In ihrem Vortrag „Living with challeging behaviour – Research serving practise“ (zu Deutsch: „Leben mit herausforderndem Verhalten – Forschung im Dienste der Praxis“) präsentierte sie zunächst einzelne Videos, in denen gezeigt wurde, wie man sich herausfordernde Verhaltensweisen in der Praxis vorzustellen hat. Man sah ältere Frauen mit Demenz in Pflegeeinrichtungen umherwandern, die kaum sprechen, dann aber zunächst unerklärlich laut und aggressiv werden. In solchen Fällen probierten Cohen-Mansfield und ihr Forschungsteam verschiedene Interventionsmöglichkeit aus: Pflegende, die besonders langsam und betont sprechen, Pflegende, die zusammen mit den Betroffenen singen, oder Pflegende, die zum Spielen animieren. Zuweilen führten diese Interventionen dazu, wie Cohen-Mansfield berichtete, dass einzelne Personen, die ganz verstummt waren, wieder sprachen.
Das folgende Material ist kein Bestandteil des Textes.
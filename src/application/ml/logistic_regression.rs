//! L2-regularised logistic regression on z-scored features.
//!
//! Fitting is delegated to smartcore's LBFGS solver; the fitted coefficients
//! are cached so single-row scoring needs no matrix allocation.

use super::model::{
    DirectionalModel, FeatureScaler, ModelFamily, dimension_mismatch, sigmoid,
    validate_training_input,
};
use crate::domain::errors::MlError;
use crate::domain::ml::ArtifactFormat;
use crate::domain::ml::model_version::LOGREG_MODEL_KEY;
use anyhow::{Context, Result};
use serde::{Deserialize, Serialize};
use smartcore::linalg::basic::arrays::Array;
use smartcore::linalg::basic::matrix::DenseMatrix;
use smartcore::linear::logistic_regression::{LogisticRegression, LogisticRegressionParameters};
use tracing::debug;

type LinearClassifier = LogisticRegression<f64, i64, DenseMatrix<f64>, Vec<i64>>;

#[derive(Debug, Clone, Copy, PartialEq, Serialize, Deserialize)]
pub struct LogisticRegressionOptions {
    /// L2 penalty on the coefficients
    pub alpha: f64,
}

impl Default for LogisticRegressionOptions {
    fn default() -> Self {
        Self { alpha: 1.0 }
    }
}

#[derive(Debug, Clone, Default)]
pub struct LogisticRegressionFamily {
    pub options: LogisticRegressionOptions,
}

impl LogisticRegressionFamily {
    pub fn new(options: LogisticRegressionOptions) -> Self {
        Self { options }
    }

    fn training_failed(reason: impl std::fmt::Display) -> MlError {
        MlError::TrainingFailed {
            model_key: LOGREG_MODEL_KEY.to_string(),
            reason: reason.to_string(),
        }
    }
}

impl ModelFamily for LogisticRegressionFamily {
    fn key(&self) -> &str {
        LOGREG_MODEL_KEY
    }

    fn artifact_format(&self) -> ArtifactFormat {
        ArtifactFormat::Json
    }

    fn train(
        &self,
        samples: &[Vec<f64>],
        labels: &[bool],
        feature_names: &[String],
    ) -> Result<Box<dyn DirectionalModel>> {
        validate_training_input(samples, Some(labels))?;
        if labels.iter().all(|&l| l) || !labels.iter().any(|&l| l) {
            return Err(Self::training_failed("labels contain a single class").into());
        }

        let scaler = FeatureScaler::fit(samples);
        let x = DenseMatrix::from_2d_vec(&scaler.transform_all(samples))
            .map_err(|e| Self::training_failed(format!("Matrix error: {}", e)))?;
        let y: Vec<i64> = labels.iter().map(|&l| i64::from(l)).collect();

        let params = LogisticRegressionParameters::default().with_alpha(self.options.alpha);
        let fitted = LinearClassifier::fit(&x, &y, params)
            .map_err(|e| Self::training_failed(format!("Training error: {}", e)))?;

        let model = LogisticRegressionModel {
            feature_names: feature_names.to_vec(),
            scaler,
            options: self.options,
            fitted,
            weights: Vec::new(),
            bias: 0.0,
        }
        .with_cached_coefficients()?;
        debug!(
            "logreg fitted: bias {:.6}, |w| {:.6}",
            model.bias,
            model.weights.iter().map(|w| w * w).sum::<f64>().sqrt()
        );
        Ok(Box::new(model))
    }

    fn unmarshal_binary(&self, bytes: &[u8]) -> Result<Box<dyn DirectionalModel>> {
        let model: LogisticRegressionModel =
            serde_json::from_slice(bytes).context("Failed to decode logreg artifact")?;
        model.scaler.validate(LOGREG_MODEL_KEY)?;
        Ok(Box::new(model.with_cached_coefficients()?))
    }
}

#[derive(Serialize, Deserialize)]
pub struct LogisticRegressionModel {
    pub feature_names: Vec<String>,
    pub scaler: FeatureScaler,
    pub options: LogisticRegressionOptions,
    fitted: LinearClassifier,
    #[serde(skip)]
    weights: Vec<f64>,
    #[serde(skip)]
    bias: f64,
}

impl LogisticRegressionModel {
    /// Copy the fitted 1 x n coefficient row and intercept out of the
    /// smartcore model, checking them against the scaler width.
    fn with_cached_coefficients(mut self) -> Result<Self> {
        let invalid = |reason: String| MlError::InvalidArtifact {
            model_key: LOGREG_MODEL_KEY.to_string(),
            reason,
        };

        let coefficients = self.fitted.coefficients();
        let (rows, cols) = coefficients.shape();
        if rows != 1 || cols != self.scaler.width() {
            return Err(invalid(format!(
                "{}x{} coefficients for {} features",
                rows,
                cols,
                self.scaler.width()
            ))
            .into());
        }
        let weights: Vec<f64> = (0..cols).map(|j| *coefficients.get((0, j))).collect();

        let intercept = self.fitted.intercept();
        if intercept.shape() != (1, 1) {
            return Err(invalid("intercept is not a scalar".to_string()).into());
        }
        let bias = *intercept.get((0, 0));

        if weights.iter().any(|w| !w.is_finite()) || !bias.is_finite() {
            return Err(invalid("non-finite coefficients".to_string()).into());
        }
        self.weights = weights;
        self.bias = bias;
        Ok(self)
    }
}

impl DirectionalModel for LogisticRegressionModel {
    fn predict_prob(&self, features: &[f64]) -> Result<f64> {
        if features.len() != self.weights.len() {
            return Err(
                dimension_mismatch(LOGREG_MODEL_KEY, self.weights.len(), features.len()).into(),
            );
        }
        let z = dot(&self.weights, &self.scaler.transform(features)) + self.bias;
        Ok(sigmoid(z))
    }

    fn marshal_binary(&self) -> Result<Vec<u8>> {
        serde_json::to_vec(self).context("Failed to encode logreg artifact")
    }

    fn hyperparameters(&self) -> serde_json::Value {
        serde_json::json!({
            "solver": "lbfgs",
            "alpha": self.options.alpha,
            "n_features": self.weights.len(),
        })
    }
}

fn dot(a: &[f64], b: &[f64]) -> f64 {
    a.iter().zip(b).map(|(x, y)| x * y).sum()
}

#[cfg(test)]
mod tests {
    use super::*;

    fn separable(n: usize) -> (Vec<Vec<f64>>, Vec<bool>) {
        let samples: Vec<Vec<f64>> = (0..n)
            .map(|i| {
                let x = i as f64 / n as f64 - 0.5;
                vec![x, ((i * 7) % 11) as f64]
            })
            .collect();
        let labels = samples.iter().map(|s| s[0] > 0.0).collect();
        (samples, labels)
    }

    #[test]
    fn test_learns_separable_direction() {
        let (samples, labels) = separable(200);
        let family = LogisticRegressionFamily::default();
        let model = family
            .train(&samples, &labels, &["a".to_string(), "b".to_string()])
            .unwrap();

        let up = model.predict_prob(&[0.45, 3.0]).unwrap();
        let down = model.predict_prob(&[-0.45, 3.0]).unwrap();
        assert!(up > 0.5, "up={}", up);
        assert!(down < 0.5, "down={}", down);
        assert!((0.0..=1.0).contains(&up));
    }

    #[test]
    fn test_artifact_round_trip() {
        let (samples, labels) = separable(100);
        let family = LogisticRegressionFamily::default();
        let model = family.train(&samples, &labels, &[]).unwrap();
        let bytes = model.marshal_binary().unwrap();
        let restored = family.unmarshal_binary(&bytes).unwrap();

        let a = model.predict_batch(&samples).unwrap();
        let b = restored.predict_batch(&samples).unwrap();
        for (x, y) in a.iter().zip(&b) {
            assert!((x - y).abs() < 1e-12);
        }
    }

    #[test]
    fn test_dimension_mismatch_is_an_error() {
        let (samples, labels) = separable(50);
        let model = LogisticRegressionFamily::default()
            .train(&samples, &labels, &[])
            .unwrap();
        assert!(model.predict_prob(&[1.0]).is_err());
    }

    #[test]
    fn test_single_class_labels_fail_training() {
        let samples = vec![vec![1.0, 2.0], vec![2.0, 3.0], vec![3.0, 4.0]];
        let err = LogisticRegressionFamily::default()
            .train(&samples, &[true, true, true], &[])
            .err()
            .unwrap();
        assert!(matches!(
            err.downcast_ref::<MlError>(),
            Some(MlError::TrainingFailed { .. })
        ));
    }

    #[test]
    fn test_artifact_carries_smartcore_model() {
        let (samples, labels) = separable(100);
        let model = LogisticRegressionFamily::default()
            .train(&samples, &labels, &[])
            .unwrap();
        let json: serde_json::Value =
            serde_json::from_slice(&model.marshal_binary().unwrap()).unwrap();

        assert!(json.get("fitted").is_some());
        assert!(json.get("weights").is_none());
        assert_eq!(model.hyperparameters()["solver"], "lbfgs");
    }

    #[test]
    fn test_rejects_corrupt_artifact() {
        let family = LogisticRegressionFamily::default();
        assert!(family.unmarshal_binary(b"not json").is_err());
    }
}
Bei der Tagung des DZD ging es bis zum Ende um herausfordernde Verhaltensweisen. Der Pflegewissenschaftler Georg Franken (DZD) gab einen Überblick zum Thema. Silvia Herb (Fachkraft Gerontopsychiatrie, Das Pflegeteam, Emmendingen) stellte gegen Ende der Tagung einen Fall aus einer ambulanten Wohngemeinschaft vor, der in der Praxis nicht einfach zu lösen war: Ein älterer Herr, der an Demenz erkrankt war und der über einen militärischen Hintergrund verfügte, wollte sich so gut wie gar nichts von den Pflegenden sagen lassen und reagierte häufig ziemlich aggressiv. Der Mann kam schließlich nach mehreren tätlichen Angriffen mit einem Messer in die Psychiatrie.
In der offenen Fallbesprechung am Nachmittag ging es um einen Mann, der alkoholabhängig war und von dem man nicht genau wusste, ob er tatsächlich Alzheimer oder ein Korsakow-Syndrom hatte: Johannes van Dijk (Fachreferent für DCM und Gerontopsychiatrie, Frank Wagner Holding Hamburg) stellt ihn als Fallbringer, den Moderator Christian Müller-Hergl (Pflegewissenschaftler, DZD), Sandra Eisenberg (Das rauhe Haus, Evangelische Berufsschule für Pflege Hamburg), Ursula Fischer (Fachkraft für Gerontopsychiatrie, Sophie Cammann-Haus St. Johannisstift Paderborn), Jörg Killinger (Psychobiologe, Gründer Beraternetzwerk Killinger Networking Berlin) und Dr. Klaus Maria Perrar (Facharzt für Psychiatrie, Köln), vor. Das Problem bestand zudem darin, dass seine Frau sich von dem Mann trennen wollte, sich aber nicht traute, offen über dieses Problem zu reden, was die Pflege nicht gerade einfacher gestaltete. Denn die professionell Pflegenden hatten der Frau versprochen, ihr Beziehungsproblem gegenüber ihrem Ehemann nicht offen anzusprechen. Erst am Ende konnte man sich dann doch noch dazu durchringen, dem Ehemann die Wahrheit zu sagen.